The present invention relates to flight instruments in general, and particularly to standby flight instruments which display essential navigation information in the event of a primary system failure.
The increasing complexity of both commercial and military aircraft systems has been paralleled by multiplication of flight instruments and cockpit displays. In large aircraft especially, navigational information from radar sensors, gyroscopic sensors, etc. frequently undergoes substantial processing before reaching the cockpit display. Furthermore, the interrelation of various aircraft information processing, power supply, and other electrical subsystems increases the likelihood that a failure in one subsystem could leave a pilot deprived of essential airplane attitude and navigational information. A crucial failure in a flight computer could conceivably disable the entire cockpit display.

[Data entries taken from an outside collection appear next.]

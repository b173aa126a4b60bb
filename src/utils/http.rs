// src/utils/http.rs

//! HTTP client utilities.

use std::time::Duration;

use reqwest::{RequestBuilder, StatusCode};
use serde::de::DeserializeOwned;

use crate::error::{AppError, Result};
use crate::models::HttpConfig;

/// Create a configured asynchronous HTTP client.
pub fn create_client(config: &HttpConfig) -> Result<reqwest::Client> {
    let client = reqwest::Client::builder()
        .user_agent(&config.user_agent)
        .timeout(config.detail_timeout())
        .build()?;
    Ok(client)
}

/// GET `url` and decode the JSON body.
pub async fn get_json<T: DeserializeOwned>(
    client: &reqwest::Client,
    url: &str,
    timeout: Duration,
) -> Result<T> {
    send_json(client.get(url).timeout(timeout), url).await
}

/// Send a prepared request and decode the JSON body.
///
/// HTTP 429 maps to [`AppError::RateLimited`]; any other non-success status
/// maps to [`AppError::Status`].
pub async fn send_json<T: DeserializeOwned>(request: RequestBuilder, url: &str) -> Result<T> {
    let response = request.send().await?;
    let status = response.status();

    if status == StatusCode::TOO_MANY_REQUESTS {
        return Err(AppError::RateLimited(url.to_string()));
    }
    if !status.is_success() {
        return Err(AppError::Status {
            status: status.as_u16(),
            url: url.to_string(),
        });
    }

    let bytes = response.bytes().await?;
    Ok(serde_json::from_slice(&bytes)?)
}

The prior art is replete with aircraft displays emphasizing various advantages. U.S. Pat. Nos. 3,112,644 and 3,206,974, issued to E. H. Schroeder and Andresen respectively, disclose integrated flight instrument systems having error correcting capabilities based on duplicate pilot/copilot instrumentation. U.S. Pat. Nos. 4,163,387 and 4,340,936, issued to R. L. Schroeder and Mounce, respectively, show microprocessor driven displays for systems of remote sensors. U.S. Pat. No. 4,283,705, issued to James et al teaches the combination on a single display of all necessary flight parameters for controlling flight path during enroute navigation and final instrument approach.
None of the aforementioned systems, however, addresses the problem of instrument loss in the event of a total or partial electric power failure, a communication break to a sensor remote from the display, or a malfunction in the flight computer or other intermediary display processing equipment.